▶ What you are asked to do
State how many lines in the records below contain the word "struct". Nothing else is needed.

▶ Stored data
..........

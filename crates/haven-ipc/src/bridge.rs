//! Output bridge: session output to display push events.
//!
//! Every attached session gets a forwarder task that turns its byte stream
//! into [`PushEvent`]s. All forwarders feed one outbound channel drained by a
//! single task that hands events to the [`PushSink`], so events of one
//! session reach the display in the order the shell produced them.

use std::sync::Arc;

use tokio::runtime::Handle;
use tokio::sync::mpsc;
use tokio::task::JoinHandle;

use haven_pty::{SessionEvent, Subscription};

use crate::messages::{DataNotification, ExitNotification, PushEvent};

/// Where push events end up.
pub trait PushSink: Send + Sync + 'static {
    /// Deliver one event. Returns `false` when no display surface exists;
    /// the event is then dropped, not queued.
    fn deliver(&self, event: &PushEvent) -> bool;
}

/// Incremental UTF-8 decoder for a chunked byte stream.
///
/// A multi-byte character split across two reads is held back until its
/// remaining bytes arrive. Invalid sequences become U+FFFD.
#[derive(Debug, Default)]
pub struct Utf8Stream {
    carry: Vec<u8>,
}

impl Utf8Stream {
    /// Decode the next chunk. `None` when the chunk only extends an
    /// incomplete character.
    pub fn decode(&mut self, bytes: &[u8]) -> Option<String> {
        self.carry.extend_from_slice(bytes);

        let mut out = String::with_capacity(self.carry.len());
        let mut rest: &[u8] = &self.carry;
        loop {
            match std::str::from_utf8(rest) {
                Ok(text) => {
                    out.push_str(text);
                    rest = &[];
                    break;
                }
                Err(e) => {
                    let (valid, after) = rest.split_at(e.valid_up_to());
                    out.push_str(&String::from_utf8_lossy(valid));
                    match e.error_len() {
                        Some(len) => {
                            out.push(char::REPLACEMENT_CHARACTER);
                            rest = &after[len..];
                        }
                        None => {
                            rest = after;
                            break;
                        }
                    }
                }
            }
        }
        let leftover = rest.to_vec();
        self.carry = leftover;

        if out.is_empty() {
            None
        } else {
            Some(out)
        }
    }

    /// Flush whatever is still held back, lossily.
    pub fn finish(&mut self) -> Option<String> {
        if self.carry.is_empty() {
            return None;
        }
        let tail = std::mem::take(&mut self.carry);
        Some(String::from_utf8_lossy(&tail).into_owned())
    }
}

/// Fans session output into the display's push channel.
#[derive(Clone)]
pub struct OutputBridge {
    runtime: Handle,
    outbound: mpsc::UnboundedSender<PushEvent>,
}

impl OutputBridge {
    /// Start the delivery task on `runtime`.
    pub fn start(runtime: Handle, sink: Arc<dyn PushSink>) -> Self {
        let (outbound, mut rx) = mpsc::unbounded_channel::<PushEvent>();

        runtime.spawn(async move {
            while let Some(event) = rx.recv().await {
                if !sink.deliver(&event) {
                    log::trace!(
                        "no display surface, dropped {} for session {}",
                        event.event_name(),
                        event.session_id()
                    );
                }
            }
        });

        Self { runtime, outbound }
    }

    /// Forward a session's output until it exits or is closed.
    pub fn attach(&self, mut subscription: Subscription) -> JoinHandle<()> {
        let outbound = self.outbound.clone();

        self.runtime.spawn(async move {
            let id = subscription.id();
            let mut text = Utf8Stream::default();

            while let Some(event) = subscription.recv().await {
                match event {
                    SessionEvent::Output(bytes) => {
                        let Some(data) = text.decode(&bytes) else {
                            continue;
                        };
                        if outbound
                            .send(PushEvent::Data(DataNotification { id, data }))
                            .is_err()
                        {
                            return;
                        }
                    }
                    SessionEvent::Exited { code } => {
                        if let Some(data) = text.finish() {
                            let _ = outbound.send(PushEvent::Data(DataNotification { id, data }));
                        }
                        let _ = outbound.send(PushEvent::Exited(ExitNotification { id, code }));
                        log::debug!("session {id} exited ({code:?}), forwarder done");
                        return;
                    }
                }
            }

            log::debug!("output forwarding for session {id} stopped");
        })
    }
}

..........

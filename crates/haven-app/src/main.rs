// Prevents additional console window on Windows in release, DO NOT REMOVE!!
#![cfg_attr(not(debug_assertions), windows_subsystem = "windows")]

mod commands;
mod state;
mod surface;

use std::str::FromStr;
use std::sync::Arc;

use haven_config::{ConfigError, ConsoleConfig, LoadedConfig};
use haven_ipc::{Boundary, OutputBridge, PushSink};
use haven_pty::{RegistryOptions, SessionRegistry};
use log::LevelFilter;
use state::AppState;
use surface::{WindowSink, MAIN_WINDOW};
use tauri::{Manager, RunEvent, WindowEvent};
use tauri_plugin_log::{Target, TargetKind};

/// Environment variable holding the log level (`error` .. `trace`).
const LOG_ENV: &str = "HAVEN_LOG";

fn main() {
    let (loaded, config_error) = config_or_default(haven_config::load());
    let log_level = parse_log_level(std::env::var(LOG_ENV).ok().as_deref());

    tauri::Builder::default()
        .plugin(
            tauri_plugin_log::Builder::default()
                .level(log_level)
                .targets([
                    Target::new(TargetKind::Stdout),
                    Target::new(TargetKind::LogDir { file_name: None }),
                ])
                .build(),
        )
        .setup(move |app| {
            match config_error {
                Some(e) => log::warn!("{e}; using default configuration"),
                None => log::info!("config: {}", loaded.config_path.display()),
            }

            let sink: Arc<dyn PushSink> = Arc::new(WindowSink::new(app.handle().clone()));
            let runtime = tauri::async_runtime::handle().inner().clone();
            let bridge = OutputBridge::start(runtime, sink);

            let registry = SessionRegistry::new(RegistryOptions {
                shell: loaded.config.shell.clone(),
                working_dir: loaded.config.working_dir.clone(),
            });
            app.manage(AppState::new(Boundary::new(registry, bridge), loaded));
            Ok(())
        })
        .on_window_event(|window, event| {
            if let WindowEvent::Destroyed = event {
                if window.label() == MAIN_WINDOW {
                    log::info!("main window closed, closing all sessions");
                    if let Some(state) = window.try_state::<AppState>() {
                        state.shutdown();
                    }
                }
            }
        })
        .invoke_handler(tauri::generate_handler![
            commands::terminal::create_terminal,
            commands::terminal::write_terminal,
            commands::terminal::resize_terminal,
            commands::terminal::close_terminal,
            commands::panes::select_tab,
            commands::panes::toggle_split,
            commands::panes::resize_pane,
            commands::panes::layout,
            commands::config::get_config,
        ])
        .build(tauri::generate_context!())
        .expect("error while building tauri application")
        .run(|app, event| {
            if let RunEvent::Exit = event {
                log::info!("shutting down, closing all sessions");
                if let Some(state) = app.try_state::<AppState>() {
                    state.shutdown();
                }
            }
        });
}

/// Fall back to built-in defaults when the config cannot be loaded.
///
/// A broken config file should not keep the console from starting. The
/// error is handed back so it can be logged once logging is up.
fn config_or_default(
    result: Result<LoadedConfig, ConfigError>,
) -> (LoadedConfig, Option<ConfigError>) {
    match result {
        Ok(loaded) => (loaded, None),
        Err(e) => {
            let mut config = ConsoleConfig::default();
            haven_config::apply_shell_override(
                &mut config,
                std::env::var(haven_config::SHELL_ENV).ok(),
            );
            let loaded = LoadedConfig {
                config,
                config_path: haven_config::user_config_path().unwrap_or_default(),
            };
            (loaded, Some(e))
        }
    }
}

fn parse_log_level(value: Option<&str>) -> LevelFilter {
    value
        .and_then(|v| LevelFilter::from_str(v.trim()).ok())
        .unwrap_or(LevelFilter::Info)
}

..........

▶ Task output
2